(Input material begins)
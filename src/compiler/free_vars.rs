//! Free variable analysis.
//!
//! The result is ordered by first occurrence (left to right). Closure conversion relies on this
//! order: captured value `i` of a closure is its `i`-th free variable.

use std::collections::HashSet;

use indexmap::IndexSet;

use super::expr::*;

fn extend(bound: &HashSet<Variable>, vars: &[Variable]) -> HashSet<Variable> {
    let mut bound = bound.clone();
    bound.extend(vars.iter().cloned());
    bound
}

impl<T> Expr<T> {
    /// Variables referenced in `self` that are not in `bound` and not bound inside `self`.
    pub fn find_free(&self, bound: &HashSet<Variable>) -> IndexSet<Variable> {
        let mut free = IndexSet::new();
        self.collect_free(bound, &mut free);
        free
    }

    fn collect_free(&self, bound: &HashSet<Variable>, free: &mut IndexSet<Variable>) {
        match self {
            Expr::Lit(..) => {}
            Expr::Var(name, _) => {
                if !bound.contains(name) {
                    free.insert(name.clone());
                }
            }
            Expr::Cond(test, then, else_, _) => {
                test.collect_free(bound, free);
                then.collect_free(bound, free);
                else_.collect_free(bound, free);
            }
            Expr::Abs(lam, _) => lam.collect_free(bound, free),
            Expr::Set(name, value, _) => {
                if !bound.contains(name) {
                    free.insert(name.clone());
                }
                value.collect_free(bound, free);
            }
            Expr::App(func, args, _) => {
                func.collect_free(bound, free);
                for arg in args {
                    arg.collect_free(bound, free);
                }
            }
            Expr::Let(vars, bindings, body, _) => {
                for binding in bindings {
                    binding.collect_free(bound, free);
                }
                body.collect_free(&extend(bound, vars), free);
            }
            Expr::Letrec(vars, bindings, body, _) => {
                let inner = extend(bound, vars);
                for binding in bindings {
                    binding.collect_free(&inner, free);
                }
                body.collect_free(&inner, free);
            }
            Expr::Fix(names, _, lambdas, body, _) => {
                let inner = extend(bound, names);
                for lam in lambdas {
                    lam.collect_free(&inner, free);
                }
                body.collect_free(&inner, free);
            }
            Expr::Seq(exprs, _) => {
                for expr in exprs {
                    expr.collect_free(bound, free);
                }
            }
        }
    }
}

impl<T> Lambda<T> {
    pub fn find_free(&self, bound: &HashSet<Variable>) -> IndexSet<Variable> {
        let mut free = IndexSet::new();
        self.collect_free(bound, &mut free);
        free
    }

    fn collect_free(&self, bound: &HashSet<Variable>, free: &mut IndexSet<Variable>) {
        self.body.collect_free(&extend(bound, &self.vars), free);
    }
}
//! Tail call detection.
//!
//! Walks the tree carrying the current tail target: the lambda whose frame a call in tail
//! position would reuse, together with the number of stack cells between that frame's footer and
//! the outgoing arguments. The target is lost in test positions, operator and operand positions
//! and in every non-last element of a sequence.

use super::expr::*;

#[derive(Debug, Clone, Copy, PartialEq, Eq, Hash)]
pub struct TailCall {
    /// Tag of the application in tail position.
    pub app: Tag,
    /// Tag of the lambda (or `fix` binding) whose frame is reused.
    pub abs: Tag,
    /// Cells to slide the arguments over: parameters plus live temporaries.
    pub stack: usize,
}

type Target = Option<(Tag, usize)>;

pub fn find_tail_calls(expr: &Expr<Tag>) -> Vec<TailCall> {
    let mut calls = Vec::new();
    visit(expr, None, &mut calls);
    calls
}

fn deeper(target: Target, by: usize) -> Target {
    target.map(|(abs, stack)| (abs, stack + by))
}

fn visit(expr: &Expr<Tag>, target: Target, calls: &mut Vec<TailCall>) {
    match expr {
        Expr::Lit(..) | Expr::Var(..) => {}
        Expr::Cond(test, then, else_, _) => {
            visit(test, None, calls);
            visit(then, target, calls);
            visit(else_, target, calls);
        }
        Expr::Abs(lam, tag) => visit(&lam.body, Some((*tag, lam.arity())), calls),
        Expr::Set(_, value, _) => visit(value, None, calls),
        Expr::App(func, args, tag) => {
            visit(func, None, calls);
            for arg in args {
                visit(arg, None, calls);
            }

            if let Some((abs, stack)) = target {
                calls.push(TailCall {
                    app: *tag,
                    abs,
                    stack,
                });
            }
        }
        Expr::Let(vars, bindings, body, _) | Expr::Letrec(vars, bindings, body, _) => {
            for binding in bindings {
                visit(binding, None, calls);
            }
            visit(body, deeper(target, vars.len()), calls);
        }
        Expr::Fix(names, tags, lambdas, body, _) => {
            for (tag, lam) in tags.iter().zip(lambdas.iter()) {
                visit(&lam.body, Some((*tag, lam.arity())), calls);
            }
            visit(body, deeper(target, names.len()), calls);
        }
        Expr::Seq(exprs, _) => {
            if let Some((last, init)) = exprs.split_last() {
                for expr in init {
                    visit(expr, None, calls);
                }
                visit(last, target, calls);
            }
        }
    }
}

#[cfg(test)]
mod tests {
    use super::*;
    use crate::compiler::tag::tag;

    #[test]
    fn top_level_calls_are_not_tail_calls() {
        let expr = tag(&make_app(make_var("f"), vec![make_int(1)]));
        assert!(find_tail_calls(&expr).is_empty());
    }

    #[test]
    fn branches_are_tail_positions_but_not_the_test() {
        // (lambda (n) (if (f n) (g n) (begin (h n) (k n))))
        let expr = tag(&make_abs(
            vec!["n".to_string()],
            make_cond(
                make_app(make_var("f"), vec![make_var("n")]),
                make_app(make_var("g"), vec![make_var("n")]),
                make_seq(vec![
                    make_app(make_var("h"), vec![make_var("n")]),
                    make_app(make_var("k"), vec![make_var("n")]),
                ]),
            ),
        ));

        let Expr::Abs(lam, abs) = &expr else {
            panic!("expected a lambda");
        };
        let Expr::Cond(test, then, else_, _) = &*lam.body else {
            panic!("expected a conditional");
        };
        let Expr::Seq(seq, _) = &**else_ else {
            panic!("expected a sequence");
        };

        let calls = find_tail_calls(&expr);
        let apps: Vec<Tag> = calls.iter().map(|call| call.app).collect();

        assert_eq!(apps, vec![*then.tag(), *seq[1].tag()]);
        assert!(!apps.contains(test.tag()));
        assert!(!apps.contains(seq[0].tag()));
        assert!(calls.iter().all(|call| call.abs == *abs && call.stack == 1));
    }

    #[test]
    fn arguments_are_not_tail_positions() {
        // (lambda (x) (f (g x)))
        let expr = tag(&make_abs(
            vec!["x".to_string()],
            make_app(make_var("f"), vec![make_app(make_var("g"), vec![make_var("x")])]),
        ));

        let calls = find_tail_calls(&expr);
        assert_eq!(calls.len(), 1);

        let Expr::Abs(lam, _) = &expr else {
            panic!("expected a lambda");
        };
        assert_eq!(calls[0].app, *lam.body.tag());
    }

    #[test]
    fn let_and_fix_bodies_grow_the_frame() {
        // (fix ((loop (n) (let ((m n)) (loop m)))) (loop 1))
        let expr = tag(&make_fix(
            vec!["loop".to_string()],
            vec![Lambda::new(
                vec!["n".to_string()],
                make_let(
                    vec!["m".to_string()],
                    vec![make_var("n")],
                    make_app(make_var("loop"), vec![make_var("m")]),
                ),
            )],
            make_app(make_var("loop"), vec![make_int(1)]),
        ));

        let Expr::Fix(_, tags, _, _, _) = &expr else {
            panic!("expected a fix node");
        };

        let calls = find_tail_calls(&expr);
        assert_eq!(calls.len(), 1);
        assert_eq!(calls[0].abs, tags[0]);
        assert_eq!(calls[0].stack, 2);
    }
}
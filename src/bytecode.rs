//! Stack machine bytecode.
//!
//! Code is produced in two phases. The compiler emits one main block plus one block per lambda
//! body, referring to bodies through symbolic [opcodes::Label]s. [program::Unresolved::resolve]
//! then lays the blocks out one after another and rewrites every label into an absolute address.

pub mod assembler;
pub mod disassembler;
pub mod opcodes;
pub mod program;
(Input material ends)
| Description of the task |
Lines holding the word "program" in the entries above are the ones to pull out. Copy them all.

| Response to this task |
//! body, referring to bodies through symbolic [opcodes::Label]s. [program::Unresolved::resolve]
pub mod program;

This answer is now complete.